La enfermera acude puntual a su cita con mis goteros. Propina unos golpecitos con la uña a uno de los frascos.
—Tienes que dormir —me ordena en plan institutriz.
—Mira mis alas, están más abiertas que nunca. Lo que necesito es echar a volar.
Pega contra su pecho los papeles que trae consigo y permanece quieta unos segundos.
—¿Eres consciente de lo que te pasa? —dice con una naturalidad que no se aprende.
—Me están pasando muchas cosas que no sé traducir a palabras…
Coge aire y me explica que choqué contra el volante y me destrocé por dentro. Me operaron de urgencia y no tuvieron más remedio que extirparme el bazo y medio hígado. El gran problema es la hemorragia interna. Trasfunden sangre sin cesar, pero los drenajes siguen arrojando pus teñido de rojo.
—Los médicos seguirán haciendo todo lo que esté en su mano.
—Es mejor que se dediquen a otros pacientes.
—¿Por qué dices eso?
—La única parte de mí que sigue en funcionamiento es la cabeza, y la noto muy rara. A ratos me estalla, oigo mis propios pensamientos con eco, o distorsionados… Como si los filtrase por una pedalera de guitarra eléctrica.
—Es por el golpe que te diste contra el techo del jeep. Te subiré la dosis de sedante.
—¡No!
Se sobresalta.
—¿Para qué quieres sufrir sin necesidad?
—No me duermas, por favor. Deja que al menos disfrute de tus visitas.
Agita la cabeza.
—Es increíble que estés tan sereno —dice con un brote de sinceridad. Pero de repente adopta un tono aséptico, evitando mostrar demasiada empatía—. Ésta actitud te beneficiará cuando regreses a casa.
Sé que eso no ocurrirá. Y entiendo que ella también lo sabe.
—¿Cómo te llamas?
Una leve vibración en sus labios deja al descubierto un atisbo de vulnerabilidad. Está claro que no quiere hablar de sí misma. Posiblemente haya pedido este destino que casi se sale del mapa para no tener que hacerlo.
—Aurore —contesta por fin.
Al oír su nombre tomo conciencia de su luz. El resplandor del alba ilumina recovecos de su rostro que hasta entonces habían permanecido en penumbra.
Se inclina para consultar el prospecto de una de mis medicinas.
—Eres mi segundo gran amanecer en unos días.
—Ya… —dice de forma mecánica.
—Has de saber que he conocido personalmente a la diosa.
—¿A qué diosa? —pregunta con la entonación de estar pensando en otra cosa.
—A Ushas.

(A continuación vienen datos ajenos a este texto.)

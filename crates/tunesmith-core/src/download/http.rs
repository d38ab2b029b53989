//! Streaming HTTP download manager.

use std::collections::HashMap;
use std::path::{Path, PathBuf};
use std::sync::Arc;

use async_trait::async_trait;
use futures::StreamExt;
use reqwest::Client;
use tokio::io::AsyncWriteExt;
use tokio::sync::{Mutex, watch};
use tokio::task::JoinHandle;
use tracing::{debug, info, warn};
use uuid::Uuid;

use super::{DownloadId, DownloadManager};
use crate::error::DownloadError;

#[derive(Debug, Clone, Copy, PartialEq, Eq)]
enum FailureKind {
    Network,
    Storage,
}

#[derive(Debug, Clone, PartialEq, Eq)]
enum DownloadState {
    Running,
    Completed,
    Failed { kind: FailureKind, message: String },
}

impl DownloadState {
    fn failed(error: &DownloadError) -> Self {
        let (kind, message) = match error {
            DownloadError::Storage(e) => (FailureKind::Storage, e.to_string()),
            DownloadError::Network(m) => (FailureKind::Network, m.clone()),
            other => (FailureKind::Network, other.to_string()),
        };
        DownloadState::Failed { kind, message }
    }
}

#[derive(Debug)]
struct Entry {
    destination: PathBuf,
    state: watch::Receiver<DownloadState>,
    worker: JoinHandle<()>,
}

/// Downloads into one directory, writing `<name>.part` and renaming it into
/// place once the body has been fully written.
#[derive(Debug, Clone)]
pub struct HttpDownloadManager {
    client: Client,
    dir: PathBuf,
    entries: Arc<Mutex<HashMap<DownloadId, Entry>>>,
}

impl HttpDownloadManager {
    pub fn new(client: Client, dir: impl Into<PathBuf>) -> Self {
        Self {
            client,
            dir: dir.into(),
            entries: Arc::new(Mutex::new(HashMap::new())),
        }
    }

    pub fn dir(&self) -> &Path {
        &self.dir
    }
}

/// First of `name`, `stem-1.ext`, `stem-2.ext`, ... that does not exist yet.
async fn unique_destination(dir: &Path, name: &str) -> PathBuf {
    let candidate = dir.join(name);
    if !tokio::fs::try_exists(&candidate).await.unwrap_or(false) {
        return candidate;
    }
    let path = Path::new(name);
    let stem = path
        .file_stem()
        .map(|s| s.to_string_lossy().into_owned())
        .unwrap_or_else(|| name.to_owned());
    let ext = path.extension().map(|e| e.to_string_lossy().into_owned());
    let mut n = 1u32;
    loop {
        let file = match &ext {
            Some(ext) => format!("{stem}-{n}.{ext}"),
            None => format!("{stem}-{n}"),
        };
        let candidate = dir.join(file);
        if !tokio::fs::try_exists(&candidate).await.unwrap_or(false) {
            return candidate;
        }
        n += 1;
    }
}

/// `<destination>.part`, where the body is written before the rename.
pub(crate) fn part_path(destination: &Path) -> PathBuf {
    let mut part = destination.as_os_str().to_owned();
    part.push(".part");
    PathBuf::from(part)
}

async fn fetch(client: &Client, url: &str, destination: &Path) -> Result<(), DownloadError> {
    let part = part_path(destination);

    let response = client.get(url).send().await?.error_for_status()?;
    let mut file = tokio::fs::File::create(&part).await?;
    let mut stream = response.bytes_stream();
    let mut written = 0u64;
    let result = async {
        while let Some(chunk) = stream.next().await {
            let chunk = chunk?;
            file.write_all(&chunk).await?;
            written += chunk.len() as u64;
        }
        file.flush().await?;
        Ok::<(), DownloadError>(())
    }
    .await;

    drop(file);
    if let Err(e) = result {
        if let Err(rm) = tokio::fs::remove_file(&part).await {
            warn!(path = %part.display(), error = %rm, "failed to remove partial download");
        }
        return Err(e);
    }
    tokio::fs::rename(&part, destination).await?;
    debug!(path = %destination.display(), bytes = written, "download written");
    Ok(())
}

#[async_trait]
impl DownloadManager for HttpDownloadManager {
    async fn enqueue(&self, url: &str, destination_name: &str) -> Result<DownloadId, DownloadError> {
        tokio::fs::create_dir_all(&self.dir).await?;
        let destination = unique_destination(&self.dir, destination_name).await;
        let download_id = Uuid::new_v4().to_string();
        let (tx, rx) = watch::channel(DownloadState::Running);

        // Hold the map lock across the spawn so a release cannot slip in
        // between the worker starting and its entry being recorded.
        let mut entries = self.entries.lock().await;
        let client = self.client.clone();
        let url = url.to_owned();
        let id = download_id.clone();
        let target = destination.clone();
        let worker = tokio::spawn(async move {
            let state = match fetch(&client, &url, &target).await {
                Ok(()) => {
                    info!(download_id = %id, path = %target.display(), "download completed");
                    DownloadState::Completed
                }
                Err(e) => {
                    warn!(download_id = %id, url = %url, error = %e, "download failed");
                    DownloadState::failed(&e)
                }
            };
            let _ = tx.send(state);
        });
        entries.insert(
            download_id.clone(),
            Entry {
                destination,
                state: rx,
                worker,
            },
        );

        Ok(download_id)
    }

    async fn wait(&self, download_id: &str) -> Result<(), DownloadError> {
        let mut rx = {
            let entries = self.entries.lock().await;
            entries
                .get(download_id)
                .map(|e| e.state.clone())
                .ok_or_else(|| DownloadError::UnknownDownload(download_id.to_owned()))?
        };
        let state = rx
            .wait_for(|s| *s != DownloadState::Running)
            .await
            .map_err(|_| DownloadError::Network("download worker went away".into()))?
            .clone();
        match state {
            DownloadState::Failed {
                kind: FailureKind::Storage,
                message,
            } => Err(DownloadError::Storage(std::io::Error::other(message))),
            DownloadState::Failed { message, .. } => Err(DownloadError::Network(message)),
            _ => Ok(()),
        }
    }

    async fn destination(&self, download_id: &str) -> Option<PathBuf> {
        let entries = self.entries.lock().await;
        entries.get(download_id).map(|e| e.destination.clone())
    }

    async fn resolve_path(&self, download_id: &str) -> Option<PathBuf> {
        let destination = {
            let entries = self.entries.lock().await;
            let entry = entries.get(download_id)?;
            if *entry.state.borrow() != DownloadState::Completed {
                return None;
            }
            entry.destination.clone()
        };
        match tokio::fs::try_exists(&destination).await {
            Ok(true) => Some(destination),
            _ => None,
        }
    }

    async fn release(&self, download_id: &str) {
        let Some(entry) = self.entries.lock().await.remove(download_id) else {
            return;
        };
        let running = *entry.state.borrow() == DownloadState::Running;
        if running {
            entry.worker.abort();
        }
        // Wait for the worker to unwind so nothing writes the part file after
        // it has been removed.
        let _ = entry.worker.await;
        let part = part_path(&entry.destination);
        match tokio::fs::remove_file(&part).await {
            Ok(()) => debug!(download_id, path = %part.display(), "removed partial download"),
            Err(e) if e.kind() == std::io::ErrorKind::NotFound => {}
            Err(e) => warn!(download_id, path = %part.display(), error = %e, "failed to remove partial download"),
        }
        if running {
            info!(download_id, "download cancelled");
        }
    }
}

Es la diosa india de la Aurora, hija del Cielo y hermana de la Noche, amante del Sol y el Fuego. La he visto aparecer por el horizonte guiando su carro de caballos rojos, dejando que sus velos se desplieguen al viento para descubrir su luz. Es una divinidad curiosa. Anciana, por su condición inmortal, y al mismo tiempo joven, porque nace cada mañana.
Se gira hacia mí con extrañeza.
—¿Qué es eso de que la has conocido?
Alguien grita órdenes en el exterior. En unos segundos se incrementa la actividad en el campamento. Supongo que justo al otro lado de la pared estará el patio, porque oigo como si sonase aquí dentro el golpeteo de las botas y los chasquidos de las armas al ser cargadas.
Aurore se excusa y sale a toda prisa.